# PROBLEM DESCRIPTION
Output all records verbatim.

Items from a data source
########################################
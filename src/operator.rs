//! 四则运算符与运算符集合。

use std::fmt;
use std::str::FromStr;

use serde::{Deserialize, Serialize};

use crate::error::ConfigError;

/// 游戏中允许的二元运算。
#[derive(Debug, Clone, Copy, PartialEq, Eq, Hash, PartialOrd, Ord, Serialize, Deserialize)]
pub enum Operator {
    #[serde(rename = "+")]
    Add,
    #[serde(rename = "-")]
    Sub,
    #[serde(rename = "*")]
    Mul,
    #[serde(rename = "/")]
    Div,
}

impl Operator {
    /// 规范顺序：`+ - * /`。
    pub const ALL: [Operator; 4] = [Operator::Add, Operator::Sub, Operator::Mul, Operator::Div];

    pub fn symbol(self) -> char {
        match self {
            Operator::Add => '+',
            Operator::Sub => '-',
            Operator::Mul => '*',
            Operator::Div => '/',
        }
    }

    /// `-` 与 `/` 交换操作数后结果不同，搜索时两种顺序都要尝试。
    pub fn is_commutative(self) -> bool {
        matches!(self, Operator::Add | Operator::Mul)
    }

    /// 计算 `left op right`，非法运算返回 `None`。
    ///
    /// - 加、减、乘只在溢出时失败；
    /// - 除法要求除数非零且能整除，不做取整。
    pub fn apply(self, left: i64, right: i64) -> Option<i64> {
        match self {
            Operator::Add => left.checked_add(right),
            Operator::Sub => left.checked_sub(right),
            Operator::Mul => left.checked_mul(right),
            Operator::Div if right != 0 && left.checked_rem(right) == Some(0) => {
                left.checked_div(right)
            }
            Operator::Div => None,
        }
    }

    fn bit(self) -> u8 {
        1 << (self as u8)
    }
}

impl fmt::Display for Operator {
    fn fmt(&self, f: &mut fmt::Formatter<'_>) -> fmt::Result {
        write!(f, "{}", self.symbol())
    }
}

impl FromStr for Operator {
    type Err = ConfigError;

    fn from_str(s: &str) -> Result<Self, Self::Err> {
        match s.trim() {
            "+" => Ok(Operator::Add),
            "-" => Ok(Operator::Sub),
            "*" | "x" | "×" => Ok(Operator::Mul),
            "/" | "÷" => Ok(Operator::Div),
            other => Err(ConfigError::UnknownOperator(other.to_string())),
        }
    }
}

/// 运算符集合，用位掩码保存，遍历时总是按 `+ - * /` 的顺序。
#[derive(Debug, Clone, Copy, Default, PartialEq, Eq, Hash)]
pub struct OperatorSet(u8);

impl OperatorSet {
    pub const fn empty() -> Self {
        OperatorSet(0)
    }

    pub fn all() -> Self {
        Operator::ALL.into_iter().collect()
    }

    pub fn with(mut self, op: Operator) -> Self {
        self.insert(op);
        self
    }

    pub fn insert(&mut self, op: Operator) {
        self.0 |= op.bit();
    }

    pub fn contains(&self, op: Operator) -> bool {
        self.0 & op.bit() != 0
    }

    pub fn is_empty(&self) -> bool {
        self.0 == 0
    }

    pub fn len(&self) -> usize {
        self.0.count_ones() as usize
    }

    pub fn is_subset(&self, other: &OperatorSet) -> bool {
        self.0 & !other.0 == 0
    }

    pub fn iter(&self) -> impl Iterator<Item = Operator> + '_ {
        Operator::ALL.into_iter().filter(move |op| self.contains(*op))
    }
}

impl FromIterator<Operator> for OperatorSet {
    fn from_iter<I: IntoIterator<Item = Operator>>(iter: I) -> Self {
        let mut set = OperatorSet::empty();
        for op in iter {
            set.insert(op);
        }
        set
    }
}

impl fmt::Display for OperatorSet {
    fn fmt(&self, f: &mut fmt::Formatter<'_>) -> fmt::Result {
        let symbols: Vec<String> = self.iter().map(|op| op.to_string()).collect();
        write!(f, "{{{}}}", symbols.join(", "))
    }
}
########################################
# RESULT
filename src/operator.rs
//! 四则运算符与运算符集合。

use std::fmt;
use std::str::FromStr;

use serde::{Deserialize, Serialize};

use crate::error::ConfigError;

/// 游戏中允许的二元运算。
#[derive(Debug, Clone, Copy, PartialEq, Eq, Hash, PartialOrd, Ord, Serialize, Deserialize)]
pub enum Operator {
    #[serde(rename = "+")]
    Add,
    #[serde(rename = "-")]
    Sub,
    #[serde(rename = "*")]
    Mul,
    #[serde(rename = "/")]
    Div,
}

impl Operator {
    /// 规范顺序：`+ - * /`。
    pub const ALL: [Operator; 4] = [Operator::Add, Operator::Sub, Operator::Mul, Operator::Div];

    pub fn symbol(self) -> char {
        match self {
            Operator::Add => '+',
            Operator::Sub => '-',
            Operator::Mul => '*',
            Operator::Div => '/',
        }
    }

    /// `-` 与 `/` 交换操作数后结果不同，搜索时两种顺序都要尝试。
    pub fn is_commutative(self) -> bool {
        matches!(self, Operator::Add | Operator::Mul)
    }

    /// 计算 `left op right`，非法运算返回 `None`。
    ///
    /// - 加、减、乘只在溢出时失败；
    /// - 除法要求除数非零且能整除，不做取整。
    pub fn apply(self, left: i64, right: i64) -> Option<i64> {
        match self {
            Operator::Add => left.checked_add(right),
            Operator::Sub => left.checked_sub(right),
            Operator::Mul => left.checked_mul(right),
            Operator::Div if right != 0 && left.checked_rem(right) == Some(0) => {
                left.checked_div(right)
            }
            Operator::Div => None,
        }
    }

    fn bit(self) -> u8 {
        1 << (self as u8)
    }
}

impl fmt::Display for Operator {
    fn fmt(&self, f: &mut fmt::Formatter<'_>) -> fmt::Result {
        write!(f, "{}", self.symbol())
    }
}

impl FromStr for Operator {
    type Err = ConfigError;

    fn from_str(s: &str) -> Result<Self, Self::Err> {
        match s.trim() {
            "+" => Ok(Operator::Add),
            "-" => Ok(Operator::Sub),
            "*" | "x" | "×" => Ok(Operator::Mul),
            "/" | "÷" => Ok(Operator::Div),
            other => Err(ConfigError::UnknownOperator(other.to_string())),
        }
    }
}

/// 运算符集合，用位掩码保存，遍历时总是按 `+ - * /` 的顺序。
#[derive(Debug, Clone, Copy, Default, PartialEq, Eq, Hash)]
pub struct OperatorSet(u8);

impl OperatorSet {
    pub const fn empty() -> Self {
        OperatorSet(0)
    }

    pub fn all() -> Self {
        Operator::ALL.into_iter().collect()
    }

    pub fn with(mut self, op: Operator) -> Self {
        self.insert(op);
        self
    }

    pub fn insert(&mut self, op: Operator) {
        self.0 |= op.bit();
    }

    pub fn contains(&self, op: Operator) -> bool {
        self.0 & op.bit() != 0
    }

    pub fn is_empty(&self) -> bool {
        self.0 == 0
    }

    pub fn len(&self) -> usize {
        self.0.count_ones() as usize
    }

    pub fn is_subset(&self, other: &OperatorSet) -> bool {
        self.0 & !other.0 == 0
    }

    pub fn iter(&self) -> impl Iterator<Item = Operator> + '_ {
        Operator::ALL.into_iter().filter(move |op| self.contains(*op))
    }
}

impl FromIterator<Operator> for OperatorSet {
    fn from_iter<I: IntoIterator<Item = Operator>>(iter: I) -> Self {
        let mut set = OperatorSet::empty();
        for op in iter {
            set.insert(op);
        }
        set
    }
}

impl fmt::Display for OperatorSet {
    fn fmt(&self, f: &mut fmt::Formatter<'_>) -> fmt::Result {
        let symbols: Vec<String> = self.iter().map(|op| op.to_string()).collect();
        write!(f, "{{{}}}", symbols.join(", "))
    }
}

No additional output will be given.